## Prompt
Please return the full listing below without altering anything.

## Extracted information
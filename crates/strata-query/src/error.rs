use crate::types::Operation;
use thiserror::Error;

/// Unified error type for mapping, resolution, rendering and execution
#[derive(Error, Debug, Clone)]
pub enum QueryError {
    /// Two queries share the same versioned name
    #[error("Duplicate query: {0}")]
    DuplicateQuery(String),

    /// A fetch query points at a query that is not loaded
    #[error("Query '{query}' fetches unknown query '{reference}'")]
    MissingFetchReference { query: String, reference: String },

    /// The fetch reference graph contains a cycle
    #[error("Circular fetch reference: {}", .path.join(" -> "))]
    CircularFetch { path: Vec<String> },

    /// A mapping source could not be parsed or is structurally invalid
    #[error("Malformed mapping {origin}: {message}")]
    MalformedMapping { origin: String, message: String },

    /// Reading a mapping source failed
    #[error("IO error: {0}")]
    Io(String),

    /// No query is registered under the requested versioned name
    #[error("Query not found: {0}")]
    QueryNotFound(String),

    /// No script renderer is registered for the declared dialect
    #[error("Unsupported script dialect '{dialect}' for query '{query}'")]
    UnsupportedDialect { query: String, dialect: String },

    /// Template rendering or script compilation failed
    #[error("Render failed for query '{query}'{}: {message}", position_suffix(.position))]
    Render {
        query: String,
        message: String,
        position: Option<usize>,
    },

    /// A parameter could not be coerced to its declared type
    #[error("Invalid parameter '{name}' for query '{query}': {message}")]
    InvalidParameter {
        query: String,
        name: String,
        message: String,
    },

    /// Backend failure while serving a public operation
    #[error("{operation} failed for query '{query}': {source}")]
    Execution {
        query: String,
        operation: Operation,
        #[source]
        source: Box<QueryError>,
    },

    /// More records than the select ceiling allows
    #[error("Query '{query}' exceeded the maximum of {ceiling} records during {operation}")]
    Overflow {
        query: String,
        operation: Operation,
        ceiling: usize,
    },

    /// A result hint handler failed
    #[error("Hint '{key}' failed for query '{query}': {message}")]
    Hint {
        query: String,
        key: String,
        message: String,
    },

    /// A fetch query failed somewhere below this level of the fetch chain
    #[error("Fetch '{fetch}' of query '{query}' failed: {source}")]
    Fetch {
        query: String,
        fetch: String,
        #[source]
        source: Box<QueryError>,
    },

    /// Connection failed (authentication, network, etc.)
    #[error("Connection failed: {0}")]
    ConnectionFailed(String),

    /// Query execution failed in the backend
    #[error("Query failed: {0}")]
    QueryFailed(String),

    /// Query timeout
    #[error("Query timeout after {0}ms")]
    QueryTimeout(u64),

    /// Operation not supported by this backend
    #[error("Operation not supported: {0}")]
    OperationNotSupported(String),

    /// Invalid configuration
    #[error("Invalid configuration: {0}")]
    InvalidConfiguration(String),

    /// Serialization/deserialization error
    #[error("Serialization error: {0}")]
    Serialization(String),

    /// Generic backend error
    #[error("Backend error: {0}")]
    Backend(String),
}

fn position_suffix(position: &Option<usize>) -> String {
    position
        .map(|p| format!(" at position {}", p))
        .unwrap_or_default()
}

impl QueryError {
    /// Create a render error with an optional script position
    pub fn render(
        query: impl Into<String>,
        message: impl Into<String>,
        position: Option<usize>,
    ) -> Self {
        QueryError::Render {
            query: query.into(),
            message: message.into(),
            position,
        }
    }

    /// Create an operation not supported error
    pub fn operation_not_supported(msg: impl Into<String>) -> Self {
        QueryError::OperationNotSupported(msg.into())
    }

    /// Create an invalid configuration error
    pub fn invalid_configuration(msg: impl Into<String>) -> Self {
        QueryError::InvalidConfiguration(msg.into())
    }

    /// Create a malformed mapping error
    pub fn malformed(origin: impl Into<String>, message: impl Into<String>) -> Self {
        QueryError::MalformedMapping {
            origin: origin.into(),
            message: message.into(),
        }
    }

    /// Tag a backend failure with the query and operation it surfaced from.
    ///
    /// Errors that already identify their query pass through untouched.
    pub fn in_operation(self, query: &str, operation: Operation) -> Self {
        match self {
            QueryError::ConnectionFailed(_)
            | QueryError::QueryFailed(_)
            | QueryError::QueryTimeout(_)
            | QueryError::OperationNotSupported(_)
            | QueryError::InvalidConfiguration(_)
            | QueryError::Serialization(_)
            | QueryError::Backend(_)
            | QueryError::Io(_) => QueryError::Execution {
                query: query.to_string(),
                operation,
                source: Box::new(self),
            },
            other => other,
        }
    }

    /// Whether this error was raised while loading mappings
    pub fn is_load_error(&self) -> bool {
        matches!(
            self,
            QueryError::DuplicateQuery(_)
                | QueryError::MissingFetchReference { .. }
                | QueryError::CircularFetch { .. }
                | QueryError::MalformedMapping { .. }
                | QueryError::Io(_)
        )
    }
}

impl From<serde_json::Error> for QueryError {
    fn from(e: serde_json::Error) -> Self {
        QueryError::Serialization(e.to_string())
    }
}

pub type Result<T> = std::result::Result<T, QueryError>;

#[cfg(test)]
mod tests {
    use super::*;

    #[test]
    fn test_cycle_message_lists_path() {
        let err = QueryError::CircularFetch {
            path: vec!["a".into(), "b".into(), "a".into()],
        };
        assert_eq!(err.to_string(), "Circular fetch reference: a -> b -> a");
    }

    #[test]
    fn test_render_message_includes_position() {
        let err = QueryError::render("orders", "unterminated placeholder", Some(12));
        assert_eq!(
            err.to_string(),
            "Render failed for query 'orders' at position 12: unterminated placeholder"
        );

        let err = QueryError::render("orders", "boom", None);
        assert_eq!(err.to_string(), "Render failed for query 'orders': boom");
    }

    #[test]
    fn test_in_operation_wraps_backend_errors_only() {
        let wrapped = QueryError::QueryFailed("syntax".into()).in_operation("orders", Operation::Page);
        match wrapped {
            QueryError::Execution {
                query, operation, ..
            } => {
                assert_eq!(query, "orders");
                assert_eq!(operation, Operation::Page);
            }
            other => panic!("unexpected error: {:?}", other),
        }

        let untouched =
            QueryError::QueryNotFound("orders".into()).in_operation("orders", Operation::Get);
        assert!(matches!(untouched, QueryError::QueryNotFound(_)));
    }
}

## Task result
filename crates/strata-query/src/error.rs
use crate::types::Operation;
use thiserror::Error;

/// Unified error type for mapping, resolution, rendering and execution
#[derive(Error, Debug, Clone)]
pub enum QueryError {
    /// Two queries share the same versioned name
    #[error("Duplicate query: {0}")]
    DuplicateQuery(String),

    /// A fetch query points at a query that is not loaded
    #[error("Query '{query}' fetches unknown query '{reference}'")]
    MissingFetchReference { query: String, reference: String },

    /// The fetch reference graph contains a cycle
    #[error("Circular fetch reference: {}", .path.join(" -> "))]
    CircularFetch { path: Vec<String> },

    /// A mapping source could not be parsed or is structurally invalid
    #[error("Malformed mapping {origin}: {message}")]
    MalformedMapping { origin: String, message: String },

    /// Reading a mapping source failed
    #[error("IO error: {0}")]
    Io(String),

    /// No query is registered under the requested versioned name
    #[error("Query not found: {0}")]
    QueryNotFound(String),

    /// No script renderer is registered for the declared dialect
    #[error("Unsupported script dialect '{dialect}' for query '{query}'")]
    UnsupportedDialect { query: String, dialect: String },

    /// Template rendering or script compilation failed
    #[error("Render failed for query '{query}'{}: {message}", position_suffix(.position))]
    Render {
        query: String,
        message: String,
        position: Option<usize>,
    },

    /// A parameter could not be coerced to its declared type
    #[error("Invalid parameter '{name}' for query '{query}': {message}")]
    InvalidParameter {
        query: String,
        name: String,
        message: String,
    },

    /// Backend failure while serving a public operation
    #[error("{operation} failed for query '{query}': {source}")]
    Execution {
        query: String,
        operation: Operation,
        #[source]
        source: Box<QueryError>,
    },

    /// More records than the select ceiling allows
    #[error("Query '{query}' exceeded the maximum of {ceiling} records during {operation}")]
    Overflow {
        query: String,
        operation: Operation,
        ceiling: usize,
    },

    /// A result hint handler failed
    #[error("Hint '{key}' failed for query '{query}': {message}")]
    Hint {
        query: String,
        key: String,
        message: String,
    },

    /// A fetch query failed somewhere below this level of the fetch chain
    #[error("Fetch '{fetch}' of query '{query}' failed: {source}")]
    Fetch {
        query: String,
        fetch: String,
        #[source]
        source: Box<QueryError>,
    },

    /// Connection failed (authentication, network, etc.)
    #[error("Connection failed: {0}")]
    ConnectionFailed(String),

    /// Query execution failed in the backend
    #[error("Query failed: {0}")]
    QueryFailed(String),

    /// Query timeout
    #[error("Query timeout after {0}ms")]
    QueryTimeout(u64),

    /// Operation not supported by this backend
    #[error("Operation not supported: {0}")]
    OperationNotSupported(String),

    /// Invalid configuration
    #[error("Invalid configuration: {0}")]
    InvalidConfiguration(String),

    /// Serialization/deserialization error
    #[error("Serialization error: {0}")]
    Serialization(String),

    /// Generic backend error
    #[error("Backend error: {0}")]
    Backend(String),
}

fn position_suffix(position: &Option<usize>) -> String {
    position
        .map(|p| format!(" at position {}", p))
        .unwrap_or_default()
}

impl QueryError {
    /// Create a render error with an optional script position
    pub fn render(
        query: impl Into<String>,
        message: impl Into<String>,
        position: Option<usize>,
    ) -> Self {
        QueryError::Render {
            query: query.into(),
            message: message.into(),
            position,
        }
    }

    /// Create an operation not supported error
    pub fn operation_not_supported(msg: impl Into<String>) -> Self {
        QueryError::OperationNotSupported(msg.into())
    }

    /// Create an invalid configuration error
    pub fn invalid_configuration(msg: impl Into<String>) -> Self {
        QueryError::InvalidConfiguration(msg.into())
    }

    /// Create a malformed mapping error
    pub fn malformed(origin: impl Into<String>, message: impl Into<String>) -> Self {
        QueryError::MalformedMapping {
            origin: origin.into(),
            message: message.into(),
        }
    }

    /// Tag a backend failure with the query and operation it surfaced from.
    ///
    /// Errors that already identify their query pass through untouched.
    pub fn in_operation(self, query: &str, operation: Operation) -> Self {
        match self {
            QueryError::ConnectionFailed(_)
            | QueryError::QueryFailed(_)
            | QueryError::QueryTimeout(_)
            | QueryError::OperationNotSupported(_)
            | QueryError::InvalidConfiguration(_)
            | QueryError::Serialization(_)
            | QueryError::Backend(_)
            | QueryError::Io(_) => QueryError::Execution {
                query: query.to_string(),
                operation,
                source: Box::new(self),
            },
            other => other,
        }
    }

    /// Whether this error was raised while loading mappings
    pub fn is_load_error(&self) -> bool {
        matches!(
            self,
            QueryError::DuplicateQuery(_)
                | QueryError::MissingFetchReference { .. }
                | QueryError::CircularFetch { .. }
                | QueryError::MalformedMapping { .. }
                | QueryError::Io(_)
        )
    }
}

impl From<serde_json::Error> for QueryError {
    fn from(e: serde_json::Error) -> Self {
        QueryError::Serialization(e.to_string())
    }
}

pub type Result<T> = std::result::Result<T, QueryError>;

#[cfg(test)]
mod tests {
    use super::*;

    #[test]
    fn test_cycle_message_lists_path() {
        let err = QueryError::CircularFetch {
            path: vec!["a".into(), "b".into(), "a".into()],
        };
        assert_eq!(err.to_string(), "Circular fetch reference: a -> b -> a");
    }

    #[test]
    fn test_render_message_includes_position() {
        let err = QueryError::render("orders", "unterminated placeholder", Some(12));
        assert_eq!(
            err.to_string(),
            "Render failed for query 'orders' at position 12: unterminated placeholder"
        );

        let err = QueryError::render("orders", "boom", None);
        assert_eq!(err.to_string(), "Render failed for query 'orders': boom");
    }

    #[test]
    fn test_in_operation_wraps_backend_errors_only() {
        let wrapped = QueryError::QueryFailed("syntax".into()).in_operation("orders", Operation::Page);
        match wrapped {
            QueryError::Execution {
                query, operation, ..
            } => {
                assert_eq!(query, "orders");
                assert_eq!(operation, Operation::Page);
            }
            other => panic!("unexpected error: {:?}", other),
        }

        let untouched =
            QueryError::QueryNotFound("orders".into()).in_operation("orders", Operation::Get);
        assert!(matches!(untouched, QueryError::QueryNotFound(_)));
    }
}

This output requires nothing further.